%%
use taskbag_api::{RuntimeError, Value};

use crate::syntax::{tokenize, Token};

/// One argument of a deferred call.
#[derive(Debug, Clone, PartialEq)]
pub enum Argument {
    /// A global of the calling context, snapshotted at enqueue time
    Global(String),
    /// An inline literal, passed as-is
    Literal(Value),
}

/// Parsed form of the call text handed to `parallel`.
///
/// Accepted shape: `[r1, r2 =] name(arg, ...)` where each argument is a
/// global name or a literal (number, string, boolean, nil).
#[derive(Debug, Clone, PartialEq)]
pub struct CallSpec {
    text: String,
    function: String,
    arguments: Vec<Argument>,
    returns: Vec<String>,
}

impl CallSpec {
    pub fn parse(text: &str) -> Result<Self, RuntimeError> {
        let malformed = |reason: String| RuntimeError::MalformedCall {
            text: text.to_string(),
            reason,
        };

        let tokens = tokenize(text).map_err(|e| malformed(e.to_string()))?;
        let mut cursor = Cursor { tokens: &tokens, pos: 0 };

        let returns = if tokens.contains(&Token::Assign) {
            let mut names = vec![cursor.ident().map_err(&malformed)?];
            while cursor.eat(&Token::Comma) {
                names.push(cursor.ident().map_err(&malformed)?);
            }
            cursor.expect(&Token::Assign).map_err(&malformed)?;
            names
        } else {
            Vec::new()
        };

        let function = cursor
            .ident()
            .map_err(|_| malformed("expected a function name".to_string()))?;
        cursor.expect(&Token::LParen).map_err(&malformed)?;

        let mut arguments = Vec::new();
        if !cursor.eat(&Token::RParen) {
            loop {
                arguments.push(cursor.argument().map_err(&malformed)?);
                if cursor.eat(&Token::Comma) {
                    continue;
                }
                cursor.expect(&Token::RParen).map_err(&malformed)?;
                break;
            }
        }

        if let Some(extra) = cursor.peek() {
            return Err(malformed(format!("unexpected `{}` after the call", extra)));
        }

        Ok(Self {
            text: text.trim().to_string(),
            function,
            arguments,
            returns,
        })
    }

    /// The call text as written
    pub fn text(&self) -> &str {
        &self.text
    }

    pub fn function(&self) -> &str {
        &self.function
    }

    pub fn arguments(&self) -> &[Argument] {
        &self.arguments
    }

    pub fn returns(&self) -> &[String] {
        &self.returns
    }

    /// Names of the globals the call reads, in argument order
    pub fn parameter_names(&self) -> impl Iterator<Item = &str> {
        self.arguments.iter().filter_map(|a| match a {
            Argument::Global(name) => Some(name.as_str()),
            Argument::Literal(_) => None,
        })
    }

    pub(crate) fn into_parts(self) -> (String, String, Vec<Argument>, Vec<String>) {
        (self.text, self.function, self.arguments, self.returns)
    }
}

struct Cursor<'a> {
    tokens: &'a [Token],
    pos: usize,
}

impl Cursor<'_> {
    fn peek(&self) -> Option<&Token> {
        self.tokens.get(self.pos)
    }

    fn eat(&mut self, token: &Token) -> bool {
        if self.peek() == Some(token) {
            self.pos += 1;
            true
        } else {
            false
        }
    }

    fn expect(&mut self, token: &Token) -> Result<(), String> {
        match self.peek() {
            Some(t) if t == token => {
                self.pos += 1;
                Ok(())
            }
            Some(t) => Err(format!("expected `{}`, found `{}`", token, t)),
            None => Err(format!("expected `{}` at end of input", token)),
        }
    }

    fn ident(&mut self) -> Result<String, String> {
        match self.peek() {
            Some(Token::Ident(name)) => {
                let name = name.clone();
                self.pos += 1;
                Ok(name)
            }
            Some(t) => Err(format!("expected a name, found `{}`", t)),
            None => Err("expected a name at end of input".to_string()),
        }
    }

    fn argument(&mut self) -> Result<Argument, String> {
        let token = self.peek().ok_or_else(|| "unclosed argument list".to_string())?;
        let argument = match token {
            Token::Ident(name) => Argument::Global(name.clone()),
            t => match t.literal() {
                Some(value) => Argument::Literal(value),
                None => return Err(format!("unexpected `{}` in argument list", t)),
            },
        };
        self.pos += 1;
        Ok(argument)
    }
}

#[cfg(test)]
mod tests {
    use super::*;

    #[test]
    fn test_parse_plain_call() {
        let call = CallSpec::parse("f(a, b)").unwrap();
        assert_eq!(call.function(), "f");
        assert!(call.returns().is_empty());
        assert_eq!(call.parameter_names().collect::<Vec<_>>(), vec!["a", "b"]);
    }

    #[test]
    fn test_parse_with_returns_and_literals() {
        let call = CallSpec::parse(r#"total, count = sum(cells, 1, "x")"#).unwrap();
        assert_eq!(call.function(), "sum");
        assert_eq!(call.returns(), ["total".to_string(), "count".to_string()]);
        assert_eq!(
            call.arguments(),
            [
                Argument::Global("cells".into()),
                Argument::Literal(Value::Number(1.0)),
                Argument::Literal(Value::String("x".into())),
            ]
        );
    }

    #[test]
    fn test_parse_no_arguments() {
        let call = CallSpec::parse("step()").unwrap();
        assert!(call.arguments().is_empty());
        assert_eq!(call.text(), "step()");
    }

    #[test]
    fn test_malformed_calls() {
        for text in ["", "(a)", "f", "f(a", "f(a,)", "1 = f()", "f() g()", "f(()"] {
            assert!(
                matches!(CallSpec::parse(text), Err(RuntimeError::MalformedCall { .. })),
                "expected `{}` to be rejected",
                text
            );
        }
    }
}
%%
- **What you should do**:
Only the lines holding the word "unwrap" belong in the answer; copy them from the listing above.

- **Written response**:
        let call = CallSpec::parse("f(a, b)").unwrap();
        let call = CallSpec::parse(r#"total, count = sum(cells, 1, "x")"#).unwrap();
        let call = CallSpec::parse("step()").unwrap();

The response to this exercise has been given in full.